Davao City Vice Mayor Paolo Duterte, son of President Rodrigo Duterte, takes his oath during a Senate inquiry in Pasay City, south Manila, Philippines, 07 September 2017 Photo: Francis R Malasig/EPA

Philippine President Rodrigo Duterte has been making headlines in 2017 nearly as often as his equally controversial US counterpart, both of whom like to come out in support of each other’s often-criticised administrations. In this story about Duterte’s eldest child, we put a spotlight on how Paolo Duterte has found himself at the heart of a scandal that could force the first family of the Philippines from power.

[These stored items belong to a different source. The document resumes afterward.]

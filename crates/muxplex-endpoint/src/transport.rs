//! Driving an endpoint over a real byte transport.
//!
//! [`attach`] moves bytes between an [`Endpoint`] and a socket with two
//! threads: one feeds whatever the socket reads into the endpoint, the other
//! writes the endpoint's output to the socket. When the peer stops sending,
//! the endpoint closes; when the endpoint closes, the write half is shut down
//! so the peer sees end-of-stream in turn.

use std::io::{self, ErrorKind, Read, Write};
use std::net::{Shutdown, TcpStream};
use std::thread::{self, JoinHandle};

use crate::endpoint::Endpoint;
use crate::error::Result;

const READ_CHUNK_SIZE: usize = 8 * 1024;

/// A duplex byte transport that can be split across two threads.
pub trait Transport: Read + Write + Send + 'static {
    /// A second handle to the same transport.
    fn try_clone_transport(&self) -> io::Result<Self>
    where
        Self: Sized;

    /// Signal end-of-stream to the peer while still reading.
    fn shutdown_write(&self) -> io::Result<()>;
}

impl Transport for TcpStream {
    fn try_clone_transport(&self) -> io::Result<Self> {
        self.try_clone()
    }

    fn shutdown_write(&self) -> io::Result<()> {
        self.shutdown(Shutdown::Write)
    }
}

#[cfg(unix)]
impl Transport for std::os::unix::net::UnixStream {
    fn try_clone_transport(&self) -> io::Result<Self> {
        self.try_clone()
    }

    fn shutdown_write(&self) -> io::Result<()> {
        self.shutdown(Shutdown::Write)
    }
}

/// The I/O threads of an attached endpoint.
#[derive(Debug)]
pub struct Attachment {
    inbound: JoinHandle<()>,
    outbound: JoinHandle<()>,
}

impl Attachment {
    /// Wait for both threads. They exit once the endpoint is closed and its
    /// output drained, and the peer has stopped sending.
    pub fn join(self) -> thread::Result<()> {
        let inbound = self.inbound.join();
        let outbound = self.outbound.join();
        inbound.and(outbound)
    }

    pub fn is_finished(&self) -> bool {
        self.inbound.is_finished() && self.outbound.is_finished()
    }
}

/// Connect an endpoint to a transport.
pub fn attach<T: Transport>(endpoint: &Endpoint, transport: T) -> io::Result<Attachment> {
    let mut reader = transport.try_clone_transport()?;
    let mut writer = transport;

    let input = endpoint.clone();
    let inbound = thread::Builder::new()
        .name("muxplex-inbound".into())
        .spawn(move || {
            let mut buf = vec![0u8; READ_CHUNK_SIZE];
            loop {
                match reader.read(&mut buf) {
                    Ok(0) => {
                        tracing::debug!("transport reached end of input");
                        break;
                    }
                    Ok(n) => {
                        if let Err(err) = input.feed(&buf[..n]) {
                            tracing::warn!(error = %err, "dropping transport after framing error");
                            break;
                        }
                    }
                    Err(err) if err.kind() == ErrorKind::Interrupted => continue,
                    Err(err) => {
                        tracing::warn!(error = %err, "transport read failed");
                        break;
                    }
                }
            }
            input.finish_input();
        })?;

    let output = endpoint.clone();
    let outbound = thread::Builder::new()
        .name("muxplex-outbound".into())
        .spawn(move || {
            while let Some(chunk) = output.next_output() {
                if let Err(err) = writer.write_all(&chunk).and_then(|()| writer.flush()) {
                    tracing::warn!(error = %err, "transport write failed");
                    output.close();
                    break;
                }
            }
            if let Err(err) = writer.shutdown_write() {
                if err.kind() != ErrorKind::NotConnected {
                    tracing::debug!(error = %err, "transport shutdown failed");
                }
            }
        })?;

    Ok(Attachment { inbound, outbound })
}

/// Move pending output between two in-memory endpoints until neither has
/// anything left to say.
///
/// An endpoint whose output has finished counts as the end of the other's
/// input, so closing one side closes both.
pub fn pump(a: &Endpoint, b: &Endpoint) -> Result<()> {
    loop {
        let mut moved = false;
        if let Some(chunk) = a.take_output() {
            b.feed(&chunk)?;
            moved = true;
        }
        if let Some(chunk) = b.take_output() {
            a.feed(&chunk)?;
            moved = true;
        }
        if a.is_output_finished() && !b.is_closed() {
            b.finish_input();
            moved = true;
        }
        if b.is_output_finished() && !a.is_closed() {
            a.finish_input();
            moved = true;
        }
        if !moved {
            return Ok(());
        }
    }
}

New Facebook account turns tables on Cambodia’s ruling party with apparently leaked photos of first family

Facebook
A man using the social networking site Facebook on his phone. Photo: EPA/Luong Thai Linh

If there were a phrase that could be said to sum up 2017, it would without contestation probably be ‘fake news’. There were a number of viral stories that circulated across the region that had some element of fake news in it, and for Cambodia the one that proved to be the most popular was a scandalous internet leak of images on a Facebook page that appeared to show shady business dealings, intimate moments and curious selfies of Prime Minister Hun Sen and his family. The anonymous Facebook page that released the photos of Hun Sen’s family was part of an escalating social media battle that seems to have become commonplace in Cambodian politics, though often aimed in the opposite direction.

China’s construction bubble may leave Cambodia’s next generation without a home

A girl balances on one of the pipes used to fill in Phnom Penh’s Boeung Kuk lake, one of Cambodia’s largest and most controversial construction projects of recent times. Photo: Samrang Pring/Reuters

In a four-part series that analysed the fours pillars of Cambodia’s economy, including manufacturing, agriculture, tourism and construction, the feature that explored an industry that overtook agriculture and tourism as the second-largest driver of growth in 2014 turned out to be one of the most widely read stories of the year. Despite the fact that the construction industry in Cambodia has been enjoying some incredible growth in recent years, there are concerns over the quality of some of these projects and an over-reliance on Chinese investment.

Vietnam stops drilling in South China Sea after threats from Beijing

A Vietnamese naval soldier standing guard next to a Vietnamese flag on Thuyen Chai Island, one of the Spratly Islands, Vietnam 17 January 2013. Photo: EPA/STR

An ever-contentious issue, which was also seen to dominate the talks at this year’s Asia-Pacific Economic Cooperation (Apec) Summit in Vietnam, is the hot topic of the South China Sea. But before this past fall’s Apec meetings had even kicked off, we shared a story on the threats Vietnam was receiving from China about a private company who was gas-drilling in an area of sea 400km of the country’s southeast coast. Vietnam ordered the company to halt their activity in the contested area immediately, as China said if they didn’t comply they would attack their bases in the Spratly Islands.

The big interview: Samuel L. Jackson on his newfound love of Vietnam

Samuel L. Jackson
Photo: Lucas Jackson/Reuters

Rounding out our list of the best stories from 2017 was a profile with a bit of a lighter tone than the rest of the stories crowding near the top. In an interview with Samuel L. Jackson, the Hollywood icon spoke to us about his preference for villains, being an “uninteresting guy” and why Vietnam is his favourite place to film. “It’s really awesome. In the morning, when I was going to work at, like, 5am, I’d see 600 kids on bicycles going to school in their uniforms or walking on the road and going to school, and getting it done.”